Many development agencies have been guilty of burying their heads in the sand. Not wanting to get drawn into the state’s one-dimensional war on drugs, organisations working to alleviate poverty have tended to treat the shadow economy as something entirely separate and ignored the problem. A new report by Christian Aid attempts to lift the lid on this grimy world and open up debate to get policy makers to start thinking more effectively.

In Mali, drug traffickers prior to the 2012 northern uprising by separatist rebels and terrorist groups, were akin to 18th century pirates, connecting up isolated communities and acting as an economic force stimulating commerce. Their seafaring forebears traded in opium, while Malian brigands traded primarily in cocaine and cannabis resin, but also fuel, mobile phones and Viagra. So successful were these ‘armed traders’ that they turned remote desert villages into bazaars for smuggled goods. Despite the illicit trade of drugs being ḥarām (forbidden) it was increasingly being facilitated by the assorted jihadist groups in the country such as Al-Mourabitoun which claimed responsibility for the recent attack on the Radisson Blu hotel.

For twenty years Mali boasted a relatively stable and democratically elected government, not to mention an impressive growth rate of 5.8 per cent between 1995 and 2005. But since the 2012 coup we not only find agents of the state acting like criminals, but also, criminals acting like the state. Smugglers facilitate the transit of goods providing transport, accommodation, water, credit, information and protection. Their lorries double up as buses, postal and medical couriers and remittance agents.

The blurred lines between the drug trade and the state has also been found in Colombia. Here some drug traffickers and criminal gangs rebranded themselves as paramilitary groups in order to increase their political influence. The drug lord brothers, Carlos and Fidel Castaño, adopted the politically acceptable name the Peasant Self-Defence Forces of Cordoba and Uraba, described themselves as a ‘civil resistance movement’ and justified their actions as defending ‘national rights’. Such groups have also become market regulators. In the central market of Santa Marta, paramilitary groups force traders to pay protection money and ‘in return’ set prices and ensure security.
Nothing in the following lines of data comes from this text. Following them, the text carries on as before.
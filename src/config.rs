//! Configuration
//!
//! Project parameters are layered with `figment`: built-in defaults, then an
//! optional TOML file, then `SHAPDASH_` environment variables
//! (`SHAPDASH_DASHBOARD__PORT=9000` sets `dashboard.port`).
use crate::constants::{DEFAULT_FIGURE_HEIGHT, DEFAULT_FIGURE_WIDTH, DEFAULT_HISTOGRAM_BINS, MAX_SEGMENT_CARDINALITY};
use crate::errors::ShapDashError;
use crate::forest::ForestParams;
use figment::providers::{Env, Format, Serialized, Toml};
use figment::Figment;
use serde::{Deserialize, Serialize};
use std::collections::HashSet;
use std::path::{Path, PathBuf};

pub const DEFAULT_CONFIG_FILE: &str = "conf/parameters.toml";
pub const ENV_PREFIX: &str = "SHAPDASH_";

/// Locations of the pipeline's inputs and outputs.
#[derive(Debug, Clone, PartialEq, Serialize, Deserialize)]
#[serde(default)]
pub struct PathsConfig {
    pub train_x: PathBuf,
    pub train_y: PathBuf,
    pub test_x: PathBuf,
    pub test_y: PathBuf,
    pub model: PathBuf,
    pub shap_values: PathBuf,
}

impl Default for PathsConfig {
    fn default() -> Self {
        PathsConfig {
            train_x: PathBuf::from("data/05_model_input/train_x.csv"),
            train_y: PathBuf::from("data/05_model_input/train_y.csv"),
            test_x: PathBuf::from("data/05_model_input/test_x.csv"),
            test_y: PathBuf::from("data/05_model_input/test_y.csv"),
            model: PathBuf::from("data/06_models/model.json"),
            shap_values: PathBuf::from("data/08_reporting/shap_values.csv"),
        }
    }
}

#[derive(Debug, Clone, PartialEq, Serialize, Deserialize)]
#[serde(default)]
pub struct DashboardConfig {
    pub host: String,
    pub port: u16,
    /// Columns with at most this many distinct values are offered as segments.
    pub max_segment_cardinality: usize,
    pub figure_width: u32,
    pub figure_height: u32,
    pub histogram_bins: usize,
}

impl Default for DashboardConfig {
    fn default() -> Self {
        DashboardConfig {
            host: "127.0.0.1".to_string(),
            port: 8050,
            max_segment_cardinality: MAX_SEGMENT_CARDINALITY,
            figure_width: DEFAULT_FIGURE_WIDTH,
            figure_height: DEFAULT_FIGURE_HEIGHT,
            histogram_bins: DEFAULT_HISTOGRAM_BINS,
        }
    }
}

/// Everything the pipeline and the dashboard are parameterized by.
#[derive(Debug, Clone, PartialEq, Serialize, Deserialize)]
#[serde(default)]
pub struct ProjectConfig {
    /// Columns kept for segmentation but never used as model features.
    pub context_cols: HashSet<String>,
    /// Continuous columns, segmented by quartile bins instead of raw values.
    pub numeric_cols: HashSet<String>,
    /// Name of the target, used in plot titles.
    pub target_var: String,
    pub paths: PathsConfig,
    pub model: ForestParams,
    pub dashboard: DashboardConfig,
}

impl Default for ProjectConfig {
    fn default() -> Self {
        ProjectConfig {
            context_cols: HashSet::new(),
            numeric_cols: HashSet::new(),
            target_var: "target".to_string(),
            paths: PathsConfig::default(),
            model: ForestParams::default(),
            dashboard: DashboardConfig::default(),
        }
    }
}

impl ProjectConfig {
    /// The layered sources, lowest priority first.
    ///
    /// With no explicit path, `conf/parameters.toml` is read if it exists. An
    /// explicit path that does not exist is an error at [`ProjectConfig::load`].
    pub fn figment(path: Option<&Path>) -> Figment {
        let mut figment = Figment::from(Serialized::defaults(ProjectConfig::default()));
        match path {
            Some(p) => figment = figment.merge(Toml::file_exact(p)),
            None => {
                let default = Path::new(DEFAULT_CONFIG_FILE);
                if default.exists() {
                    figment = figment.merge(Toml::file(default));
                }
            }
        }
        figment.merge(Env::prefixed(ENV_PREFIX).split("__"))
    }

    pub fn from_figment(figment: Figment) -> Result<Self, ShapDashError> {
        let config: ProjectConfig = figment.extract().map_err(|e| ShapDashError::Config(e.to_string()))?;
        config.validate()?;
        Ok(config)
    }

    pub fn load(path: Option<&Path>) -> Result<Self, ShapDashError> {
        Self::from_figment(Self::figment(path))
    }

    pub fn validate(&self) -> Result<(), ShapDashError> {
        if self.dashboard.histogram_bins == 0 {
            return Err(ShapDashError::InvalidParameter(
                "dashboard.histogram_bins".to_string(),
                "a positive number of bins".to_string(),
                "0".to_string(),
            ));
        }
        if self.dashboard.figure_width == 0 || self.dashboard.figure_height == 0 {
            return Err(ShapDashError::InvalidParameter(
                "dashboard.figure_width/figure_height".to_string(),
                "a non-empty figure".to_string(),
                format!("{}x{}", self.dashboard.figure_width, self.dashboard.figure_height),
            ));
        }
        if self.target_var.is_empty() {
            return Err(ShapDashError::Config("target_var must not be empty".to_string()));
        }
        Ok(())
    }
}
Drug barons have even been used in state building. Following Tajikistan’s independence from the Soviet Union in 1991 civil war broke out. Ex-con Sangak Safarov and his militia toured the country giving speeches on national unity and restoring the order of the state. The Tajik economy has been growing in recent years, but not at a rate that can be easily explained. Many believe the rapid development of the legal economy has been fuelled mainly by criminal networks laundering their revenues from narcotics trafficking. In the peace settlement struck after the civil war, drug revenues were central to the shadow bargaining. The opportunity to continue trafficking narcotics represented a key incentive for warlords, allowing politicians to co-opt them into the establishment and help restore peace.

With the war on drugs failing other policy options are now being discussed. Partial legalisation has been adopted in the USA, Portugal, Uruguay and Bolivia. But if these examples show anything it’s that this problem needs a more nuanced approach. Such is the concern about its growing influence Colombia, Mexico and Guatemala requested a special session of the UN General Assembly to discuss the global drugs trade be brought forward from 2019 to early next year. Let’s hope they start to think more creatively than a continuation of the failed policies which have contributed to the current state of affairs.

Joe Ware is Church & Campaigns Journalist at Christian Aid.